Bill Hurley

Personal information
- Born: c.1871 Rochester, New York, U.S.
- Died: September 12, 1952
- Occupation: Trainer

Horse racing career
- Sport: Horse racing
- Career wins: Not found

Major racing wins
- Jerome Stakes (1920) American Derby (1926, 1935) Latonia Derby (1926) Louisiana Derby (1926, 1927) Saratoga Special Stakes (1934) Coaching Club American Oaks (1935) Florida Derby (1935) Maryland Handicap (1935) Hopeful Stakes (1936, 1939) Selima Stakes (1938) Belmont Futurity Stakes (1939) Laurel Futurity Stakes (1939) Sanford Stakes (1939) Blue Grass Stakes (1940) Derby Trial Stakes (1940) American Classic Race wins: Preakness Stakes (1917, 1940) Belmont Stakes (1940)

Significant horses
- Kalitan, Bagenbaggage, Black Helen, Bimelech

= William A. Hurley =

American horse trainer

William A. "Bill" Hurley (c.1871 - September 12, 1952) was an American horse trainer in Thoroughbred horse racing. He is best remembered for his more than two decades as a trainer for Col. Edward R. Bradley's Idle Hour Stock Farm.

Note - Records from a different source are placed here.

use dioxus::prelude::*;
#[cfg(target_arch = "wasm32")]
use std::rc::Rc;

use crate::hooks::{spawn_after, use_interval};

const MOBILE_BREAKPOINT_PX: f64 = 768.0;
const TILT_DEGREES: f64 = 15.0;
const PARALLAX_PX: f64 = 15.0;
const PARALLAX_DEPTH: f64 = 1.5;

#[derive(Clone, Copy, Debug, Default, PartialEq)]
pub struct Pointer {
    pub x: f64,
    pub y: f64,
}

#[derive(Clone, Copy, Debug, Default, PartialEq)]
pub struct Tilt {
    pub rotate_x: f64,
    pub rotate_y: f64,
}

#[derive(Clone, Debug, PartialEq)]
pub struct Particle {
    pub top_pct: f64,
    pub left_pct: f64,
    pub opacity: f64,
    pub drift_s: f64,
}

/// One lightning bolt, as horizontal start and end positions in percent.
#[derive(Clone, Copy, Debug, PartialEq)]
pub struct Bolt {
    pub x1_pct: f64,
    pub x2_pct: f64,
}

pub fn scatter_particles(count: usize, mut random: impl FnMut() -> f64) -> Vec<Particle> {
    (0..count)
        .map(|_| Particle {
            top_pct: random() * 100.0,
            left_pct: random() * 100.0,
            opacity: 0.3 + random() * 0.5,
            drift_s: 6.0 + random() * 4.0,
        })
        .collect()
}

pub fn glow_background(color: &str, pointer: Pointer, alpha_hex: &str) -> String {
    format!(
        "radial-gradient(600px at {}px {}px, {color}{alpha_hex}, transparent 70%)",
        pointer.x, pointer.y
    )
}

pub fn tilt_from_pointer(x: f64, y: f64, width: f64, height: f64) -> Tilt {
    if width <= 0.0 || height <= 0.0 {
        return Tilt::default();
    }
    Tilt {
        rotate_x: (y / height - 0.5) * TILT_DEGREES,
        rotate_y: (x / width - 0.5) * -TILT_DEGREES,
    }
}

/// Backdrop shift for the cursor position. Zero on mobile.
pub fn parallax_offset(
    pointer: Pointer,
    viewport_width: f64,
    viewport_height: f64,
    mobile: bool,
) -> Pointer {
    if mobile || viewport_width <= 0.0 || viewport_height <= 0.0 {
        return Pointer::default();
    }
    Pointer {
        x: (pointer.x / viewport_width - 0.5) * PARALLAX_PX * PARALLAX_DEPTH,
        y: (pointer.y / viewport_height - 0.5) * PARALLAX_PX * PARALLAX_DEPTH,
    }
}

/// Narrow screens get the short animation schedule too.
pub fn reduced_motion(prefers_reduced: bool, mobile: bool) -> bool {
    prefers_reduced || mobile
}

#[cfg(target_arch = "wasm32")]
pub fn random_unit() -> f64 {
    js_sys::Math::random()
}

#[cfg(not(target_arch = "wasm32"))]
pub fn random_unit() -> f64 {
    0.5
}

#[cfg(target_arch = "wasm32")]
pub fn viewport_size() -> (f64, f64) {
    let Some(window) = web_sys::window() else {
        return (0.0, 0.0);
    };
    let width = window.inner_width().ok().and_then(|v| v.as_f64()).unwrap_or(0.0);
    let height = window.inner_height().ok().and_then(|v| v.as_f64()).unwrap_or(0.0);
    (width, height)
}

#[cfg(not(target_arch = "wasm32"))]
pub fn viewport_size() -> (f64, f64) {
    (1280.0, 800.0)
}

pub fn viewport_is_mobile() -> bool {
    let (width, _) = viewport_size();
    width > 0.0 && width < MOBILE_BREAKPOINT_PX
}

#[cfg(target_arch = "wasm32")]
pub fn prefers_reduced_motion() -> bool {
    web_sys::window()
        .and_then(|window| window.match_media("(prefers-reduced-motion: reduce)").ok().flatten())
        .map(|query| query.matches())
        .unwrap_or(false)
}

#[cfg(not(target_arch = "wasm32"))]
pub fn prefers_reduced_motion() -> bool {
    false
}

#[cfg(target_arch = "wasm32")]
struct PointerListener {
    closure: Rc<wasm_bindgen::closure::Closure<dyn FnMut(web_sys::MouseEvent)>>,
}

/// Latest cursor position in viewport coordinates.
pub fn use_window_pointer() -> Signal<Pointer> {
    let pointer = use_signal(Pointer::default);
    #[cfg(target_arch = "wasm32")]
    let mut listener = use_signal(|| None::<PointerListener>);

    #[cfg(target_arch = "wasm32")]
    {
        use_effect(move || {
            use wasm_bindgen::closure::Closure;
            use wasm_bindgen::JsCast;

            if listener.peek().is_some() {
                return;
            }
            let Some(window) = web_sys::window() else {
                return;
            };
            let mut on_move_pointer = pointer;
            let closure = Rc::new(Closure::wrap(Box::new(move |event: web_sys::MouseEvent| {
                on_move_pointer.set(Pointer {
                    x: f64::from(event.client_x()),
                    y: f64::from(event.client_y()),
                });
            }) as Box<dyn FnMut(_)>));
            let _ = window.add_event_listener_with_callback(
                "mousemove",
                closure.as_ref().as_ref().unchecked_ref(),
            );
            tracing::debug!("effects: pointer listener attached");
            listener.set(Some(PointerListener { closure }));
        });

        use_drop(move || {
            use wasm_bindgen::JsCast;

            let binding = listener.read();
            let Some(handle) = binding.as_ref() else {
                return;
            };
            if let Some(window) = web_sys::window() {
                let _ = window.remove_event_listener_with_callback(
                    "mousemove",
                    handle.closure.as_ref().as_ref().unchecked_ref(),
                );
            }
        });
    }

    pointer
}

/// Periodic flash: `Some(bolt)` for `flash_ms` out of every `period_ms`.
pub fn use_flash(period_ms: u32, flash_ms: u32) -> Signal<Option<Bolt>> {
    let mut flash = use_signal(|| None::<Bolt>);
    use_interval(period_ms, move || {
        flash.set(Some(Bolt {
            x1_pct: random_unit() * 100.0,
            x2_pct: random_unit() * 100.0,
        }));
        spawn_after(flash_ms, move || flash.set(None));
    });
    flash
}

#[component]
pub fn FlashOverlay(bolt: Option<Bolt>, #[props(default = false)] veil: bool) -> Element {
    let Some(bolt) = bolt else {
        return rsx! {};
    };
    rsx! {
        div { class: "flash-overlay", aria_hidden: "true",
            if veil {
                div { class: "flash-veil" }
            }
            svg { class: "flash-bolt",
                line {
                    x1: "{bolt.x1_pct}%",
                    y1: "0",
                    x2: "{bolt.x2_pct}%",
                    y2: "100%",
                    stroke: "#ffffff",
                    stroke_width: "2",
                    stroke_linecap: "round",
                }
            }
        }
    }
}

#[component]
pub fn MouseGlow(pointer: Pointer, color: String, #[props(default = "22".to_string())] alpha: String) -> Element {
    if viewport_is_mobile() {
        return rsx! {};
    }
    let background = glow_background(&color, pointer, &alpha);
    rsx! {
        div { class: "mouse-glow", aria_hidden: "true", style: "background: {background};" }
    }
}

/// Decorative dots; positions are drawn once per mount.
#[component]
pub fn Particles(count: usize, color: String, #[props(default = true)] drifting: bool) -> Element {
    let particles = use_hook(|| scatter_particles(count, random_unit));
    let class = if drifting { "particle drifting" } else { "particle" };
    rsx! {
        div { class: "particles", aria_hidden: "true",
            for (index, particle) in particles.iter().enumerate() {
                span {
                    key: "{index}",
                    class: "{class}",
                    style: "background-color: {color}; top: {particle.top_pct}%; left: {particle.left_pct}%; opacity: {particle.opacity}; animation-duration: {particle.drift_s}s;",
                }
            }
        }
    }
}
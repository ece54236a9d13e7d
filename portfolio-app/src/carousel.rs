use crate::catalog::{filter_projects, CategoryFilter, Project};

/// Index into a list whose length can change; `next` and `previous` wrap.
#[derive(Clone, Copy, Debug, Default, PartialEq, Eq)]
pub struct Carousel {
    index: usize,
    len: usize,
}

impl Carousel {
    pub fn new(len: usize) -> Self {
        Self { index: 0, len }
    }

    pub fn index(&self) -> usize {
        self.index
    }

    pub fn len(&self) -> usize {
        self.len
    }

    pub fn is_empty(&self) -> bool {
        self.len == 0
    }

    pub fn next(&mut self) {
        if self.len > 0 {
            self.index = (self.index + 1) % self.len;
        }
    }

    pub fn previous(&mut self) {
        if self.len > 0 {
            self.index = (self.index + self.len - 1) % self.len;
        }
    }

    pub fn select(&mut self, index: usize) {
        if index < self.len {
            self.index = index;
        }
    }

    pub fn reset(&mut self, len: usize) {
        *self = Self::new(len);
    }
}

/// Filtered view over the catalog plus the carousel cursor for it.
#[derive(Clone, Debug, PartialEq)]
pub struct ProjectBrowser {
    catalog: &'static [Project],
    filter: CategoryFilter,
    visible: Vec<&'static Project>,
    cursor: Carousel,
}

impl ProjectBrowser {
    pub fn new(catalog: &'static [Project]) -> Self {
        let visible = filter_projects(catalog, CategoryFilter::All);
        let cursor = Carousel::new(visible.len());
        Self {
            catalog,
            filter: CategoryFilter::All,
            visible,
            cursor,
        }
    }

    pub fn filter(&self) -> CategoryFilter {
        self.filter
    }

    pub fn visible(&self) -> &[&'static Project] {
        &self.visible
    }

    pub fn cursor(&self) -> Carousel {
        self.cursor
    }

    pub fn current(&self) -> Option<&'static Project> {
        self.visible.get(self.cursor.index()).copied()
    }

    pub fn set_filter(&mut self, filter: CategoryFilter) {
        self.filter = filter;
        self.visible = filter_projects(self.catalog, filter);
        self.cursor.reset(self.visible.len());
    }

    pub fn next(&mut self) {
        self.cursor.next();
    }

    pub fn previous(&mut self) {
        self.cursor.previous();
    }

    pub fn select(&mut self, index: usize) {
        self.cursor.select(index);
    }
}

#[cfg(test)]
mod tests {
    use super::*;
    use crate::catalog::{all_projects, Category};

    #[test]
    fn next_wraps_to_start() {
        let mut carousel = Carousel::new(3);
        carousel.select(2);
        carousel.next();
        assert_eq!(carousel.index(), 0);
    }

    #[test]
    fn previous_wraps_to_end() {
        let mut carousel = Carousel::new(3);
        carousel.previous();
        assert_eq!(carousel.index(), 2);
    }

    #[test]
    fn empty_carousel_stays_put() {
        let mut carousel = Carousel::new(0);
        carousel.next();
        carousel.previous();
        carousel.select(1);
        assert_eq!(carousel.index(), 0);
        assert!(carousel.is_empty());
    }

    #[test]
    fn out_of_range_dot_is_ignored() {
        let mut carousel = Carousel::new(3);
        carousel.select(1);
        carousel.select(7);
        assert_eq!(carousel.index(), 1);
    }

    #[test]
    fn changing_filter_resets_cursor() {
        let mut browser = ProjectBrowser::new(all_projects());
        browser.next();
        browser.next();
        assert_eq!(browser.cursor().index(), 2);

        browser.set_filter(CategoryFilter::Only(Category::WebApp));
        assert_eq!(browser.cursor().index(), 0);
        assert_eq!(browser.cursor().len(), 2);
        assert_eq!(browser.current().map(|p| p.title), Some("Hakeem Art Academy Website"));
    }

    #[test]
    fn cursor_wraps_over_filtered_length() {
        let mut browser = ProjectBrowser::new(all_projects());
        browser.set_filter(CategoryFilter::Only(Category::WebApp));
        browser.next();
        browser.next();
        assert_eq!(browser.cursor().index(), 0);
        browser.previous();
        assert_eq!(browser.current().map(|p| p.title), Some("Car Booking Web App"));
    }
}
use dioxus::prelude::*;
use dioxus_router::{use_route, Link};

use crate::routes::Route;
use crate::theme::use_theme;

#[derive(Clone, Debug, PartialEq)]
pub struct MenuItem {
    pub name: &'static str,
    pub icon: &'static str,
    pub route: Route,
}

pub fn menu_items() -> [MenuItem; 4] {
    [
        MenuItem { name: "Home", icon: "⌂", route: Route::Home {} },
        MenuItem { name: "About", icon: "ℹ", route: Route::About {} },
        MenuItem { name: "Projects", icon: "▣", route: Route::Projects {} },
        MenuItem { name: "ContactUs", icon: "✉", route: Route::Contact {} },
    ]
}

/// Highlight rule: exact path equality, so `/` is not active on `/about`.
pub fn is_active(current_path: &str, item_path: &str) -> bool {
    current_path == item_path
}

#[component]
pub fn Navbar() -> Element {
    let current = use_route::<Route>().to_string();
    let mut theme = use_theme();
    let palette = theme.palette();
    let mut menu_open = use_signal(|| false);
    let items = menu_items();
    let mobile_class = if menu_open() { "nav-mobile open" } else { "nav-mobile" };

    rsx! {
        nav { class: "navbar", style: "border-color: {palette.main}80; color: {palette.main};",
            div { class: "nav-inner",
                h1 { class: "nav-logo", style: "color: {palette.main};", "Portfolio" }

                div { class: "nav-desktop",
                    ul { class: "nav-links",
                        for item in items.iter().cloned() {
                            {
                                let active = is_active(&current, &item.route.to_string());
                                let color = if active { palette.hover } else { palette.main };
                                let underline = if active { "nav-underline active" } else { "nav-underline" };
                                rsx! {
                                    li { key: "{item.name}", class: "nav-item",
                                        span { class: "nav-icon", style: "color: {color};", "{item.icon}" }
                                        Link { to: item.route.clone(), class: "nav-link", style: "color: {color};", "{item.name}" }
                                        span { class: "{underline}", style: "background-color: {palette.hover};" }
                                    }
                                }
                            }
                        }
                    }
                    button {
                        r#type: "button",
                        class: "nav-theme-toggle",
                        title: "Switch Theme",
                        style: "border-color: {palette.main}; color: {palette.main};",
                        onclick: move |_| theme.toggle(),
                        "🎨"
                    }
                }

                button {
                    r#type: "button",
                    class: "nav-hamburger",
                    aria_label: "Toggle menu",
                    style: "color: {palette.main};",
                    onclick: move |_| menu_open.set(!menu_open()),
                    if menu_open() { "✕" } else { "☰" }
                }
            }

            div { class: "{mobile_class}",
                ul { class: "nav-mobile-links",
                    for item in items.iter().cloned() {
                        {
                            let active = is_active(&current, &item.route.to_string());
                            let color = if active { palette.hover } else { palette.main };
                            rsx! {
                                li { key: "{item.name}", class: "nav-mobile-item",
                                    span { style: "color: {color};", "{item.icon}" }
                                    Link {
                                        to: item.route.clone(),
                                        style: "color: {color};",
                                        onclick: move |_| menu_open.set(false),
                                        "{item.name}"
                                    }
                                }
                            }
                        }
                    }
                    button {
                        r#type: "button",
                        class: "nav-mobile-theme",
                        style: "border-color: {palette.main}; color: {palette.main};",
                        onclick: move |_| theme.toggle(),
                        "Switch Theme"
                    }
                }
            }

            div { class: "nav-glow-line", style: "background: {palette.gradient};" }
        }
    }
}
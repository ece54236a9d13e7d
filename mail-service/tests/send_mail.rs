use async_trait::async_trait;
use axum::Router;
use axum::body::Body;
use axum::http::{Method, Request, StatusCode, header};
use bytes::Bytes;
use http_body_util::BodyExt;
use mail_service::build_router_with_mailer;
use mail_service::config::Config;
use mail_service::logger::Logger;
use mail_service::mailer::{ContactMail, Mailer, MailerError};
use serde_json::{Value, json};
use std::collections::HashMap;
use std::sync::{Arc, Mutex};
use std::time::Duration;
use tower::ServiceExt;

const ORIGIN: &str = "http://portfolio.test";

#[derive(Default)]
struct MockMailer {
    sent: Mutex<Vec<ContactMail>>,
    failure: Option<fn() -> MailerError>,
    delay: Option<Duration>,
}

#[async_trait]
impl Mailer for MockMailer {
    async fn deliver(&self, mail: ContactMail) -> Result<(), MailerError> {
        if let Some(delay) = self.delay {
            tokio::time::sleep(delay).await;
        }
        if let Some(failure) = self.failure {
            return Err(failure());
        }
        self.sent.lock().unwrap().push(mail);
        Ok(())
    }
}

fn test_config(extra: &[(&str, &str)]) -> Arc<Config> {
    let mut vars: HashMap<String, String> = [
        ("SMTP_HOST", "smtp.example.com"),
        ("SMTP_USERNAME", "mailer@example.com"),
        ("SMTP_PASSWORD", "secret"),
        ("MAIL_TO", "owner@example.com"),
        ("CORS_ALLOW_ORIGINS", ORIGIN),
    ]
    .iter()
    .map(|(key, value)| (key.to_string(), value.to_string()))
    .collect();
    for (key, value) in extra {
        vars.insert(key.to_string(), value.to_string());
    }
    let logger = Logger::new("mail-service-test");
    Arc::new(Config::from_lookup(|key| vars.get(key).cloned(), &logger).expect("config load"))
}

fn router_with(mailer: Arc<MockMailer>, extra: &[(&str, &str)]) -> Router {
    build_router_with_mailer(test_config(extra), Logger::new("mail-service-test"), mailer)
}

fn post_mail(body: Value) -> Request<Body> {
    Request::builder()
        .method(Method::POST)
        .uri("/send-mail")
        .header("Origin", ORIGIN)
        .header(header::CONTENT_TYPE, "application/json")
        .body(Body::from(body.to_string()))
        .unwrap()
}

fn valid_body() -> Value {
    json!({
        "name": "Ada Lovelace",
        "email": "ada@example.com",
        "subject": "Collaboration",
        "message": "Loved the projects page."
    })
}

async fn body_bytes(body: Body) -> Bytes {
    body.collect().await.unwrap().to_bytes()
}

async fn body_json(body: Body) -> Value {
    serde_json::from_slice(&body_bytes(body).await).unwrap()
}

#[tokio::test]
async fn valid_submission_sends_exactly_one_mail() {
    let mailer = Arc::new(MockMailer::default());
    let router = router_with(mailer.clone(), &[]);

    let response = router.oneshot(post_mail(valid_body())).await.unwrap();
    assert_eq!(response.status(), StatusCode::OK);
    assert_eq!(
        response.headers()["access-control-allow-origin"],
        ORIGIN
    );
    let body = body_json(response.into_body()).await;
    assert_eq!(body["status"], "sent");
    assert!(body["requestId"].as_str().is_some_and(|id| !id.is_empty()));

    let sent = mailer.sent.lock().unwrap();
    assert_eq!(sent.len(), 1);
    assert_eq!(sent[0].subject, "[Portfolio] Collaboration");
    assert_eq!(sent[0].sender_email, "ada@example.com");
    assert!(sent[0].body.contains("Loved the projects page."));
}

#[tokio::test]
async fn request_id_header_is_echoed() {
    let mailer = Arc::new(MockMailer::default());
    let router = router_with(mailer.clone(), &[]);
    let mut request = post_mail(valid_body());
    request
        .headers_mut()
        .insert("x-request-id", "client-42".parse().unwrap());

    let response = router.oneshot(request).await.unwrap();
    let body = body_json(response.into_body()).await;
    assert_eq!(body["requestId"], "client-42");
    assert_eq!(mailer.sent.lock().unwrap()[0].request_id, "client-42");
}

#[tokio::test]
async fn invalid_email_is_rejected_without_sending() {
    let mailer = Arc::new(MockMailer::default());
    let router = router_with(mailer.clone(), &[]);
    let mut body = valid_body();
    body["email"] = json!("not-an-email");

    let response = router.oneshot(post_mail(body)).await.unwrap();
    assert_eq!(response.status(), StatusCode::BAD_REQUEST);
    let body = body_json(response.into_body()).await;
    assert_eq!(body["error"], "invalid email format");
    assert!(mailer.sent.lock().unwrap().is_empty());
}

#[tokio::test]
async fn malformed_json_is_a_bad_request() {
    let router = router_with(Arc::new(MockMailer::default()), &[]);
    let request = Request::builder()
        .method(Method::POST)
        .uri("/send-mail")
        .header(header::CONTENT_TYPE, "application/json")
        .body(Body::from("{\"name\":"))
        .unwrap();

    let response = router.oneshot(request).await.unwrap();
    assert_eq!(response.status(), StatusCode::BAD_REQUEST);
    let body = body_json(response.into_body()).await;
    assert_eq!(body["error"], "invalid JSON body");
}

#[tokio::test]
async fn smtp_failure_maps_to_bad_gateway() {
    let mailer = Arc::new(MockMailer {
        failure: Some(|| MailerError::Transport("connection refused".to_string())),
        ..MockMailer::default()
    });
    let router = router_with(mailer, &[]);

    let response = router.oneshot(post_mail(valid_body())).await.unwrap();
    assert_eq!(response.status(), StatusCode::BAD_GATEWAY);
    let body = body_json(response.into_body()).await;
    assert_eq!(body["error"], "failed to send email");
}

#[tokio::test]
async fn compose_failure_maps_to_internal_error() {
    let mailer = Arc::new(MockMailer {
        failure: Some(|| MailerError::Compose("bad header".to_string())),
        ..MockMailer::default()
    });
    let router = router_with(mailer, &[]);

    let response = router.oneshot(post_mail(valid_body())).await.unwrap();
    assert_eq!(response.status(), StatusCode::INTERNAL_SERVER_ERROR);
    let body = body_json(response.into_body()).await;
    assert_eq!(body["error"], "failed to compose email");
}

#[tokio::test]
async fn slow_delivery_times_out() {
    let mailer = Arc::new(MockMailer {
        delay: Some(Duration::from_millis(500)),
        ..MockMailer::default()
    });
    let router = router_with(mailer, &[("REQUEST_TIMEOUT_MS", "20")]);

    let response = router.oneshot(post_mail(valid_body())).await.unwrap();
    assert_eq!(response.status(), StatusCode::GATEWAY_TIMEOUT);
    let body = body_json(response.into_body()).await;
    assert_eq!(body["error"], "Request timed out");
}

#[tokio::test]
async fn preflight_from_allowed_origin_is_no_content() {
    let router = router_with(Arc::new(MockMailer::default()), &[]);
    let request = Request::builder()
        .method(Method::OPTIONS)
        .uri("/send-mail")
        .header("Origin", ORIGIN)
        .header("Access-Control-Request-Method", "POST")
        .body(Body::empty())
        .unwrap();

    let response = router.oneshot(request).await.unwrap();
    assert_eq!(response.status(), StatusCode::NO_CONTENT);
    assert_eq!(response.headers()["access-control-allow-origin"], ORIGIN);
    assert_eq!(response.headers()["access-control-max-age"], "600");
}

#[tokio::test]
async fn foreign_origin_is_forbidden() {
    let mailer = Arc::new(MockMailer::default());
    let router = router_with(mailer.clone(), &[]);
    let mut request = post_mail(valid_body());
    request
        .headers_mut()
        .insert("origin", "https://elsewhere.test".parse().unwrap());

    let response = router.oneshot(request).await.unwrap();
    assert_eq!(response.status(), StatusCode::FORBIDDEN);
    assert!(mailer.sent.lock().unwrap().is_empty());
}

#[tokio::test]
async fn health_and_unknown_paths_answer_json() {
    let router = router_with(Arc::new(MockMailer::default()), &[]);

    let health = Request::builder()
        .uri("/healthz")
        .body(Body::empty())
        .unwrap();
    let response = router.clone().oneshot(health).await.unwrap();
    assert_eq!(response.status(), StatusCode::OK);
    assert_eq!(body_json(response.into_body()).await, json!({ "status": "ok" }));

    let missing = Request::builder()
        .uri("/nope")
        .body(Body::empty())
        .unwrap();
    let response = router.oneshot(missing).await.unwrap();
    assert_eq!(response.status(), StatusCode::NOT_FOUND);
    assert_eq!(body_json(response.into_body()).await["error"], "Not found");
}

Among Bill Hurley's early victories was a win with Kalitan in his first Preakness Stakes in 1917, a race he would win again twenty-three years later. He trained Bagenbaggage, who won the 1926 Latonia and Louisiana Derbys and was second in the Kentucky Derby to stablemate, Bubbling Over. That same year Hurley also won the 1926 American Derby with Boot to Boot, beating both Display and Black Maria.

In 1935, Bill Hurley won the Florida Derby, Coaching Club American Oaks and American Derby with the great filly and 1991 U.S. Racing Hall of Fame inductee, Black Helen.

Another of Hurley's important Hall of Fame horses was Bimelech who earned U.S. Champion 2-Yr-Old Colt and 3-Year-Old honors in 1939 and 1940 respectively, and who just missed winning the U.S. Triple Crown when he finished second in the 1940 Kentucky Derby then won both the Preakness and Belmont Stakes.

After 46 years with Idle Hour Stock Farm, Bill Hurley retired from racing in 1940. He died at age 81 in 1952 at Doctors Hospital in Coral Gables, Florida.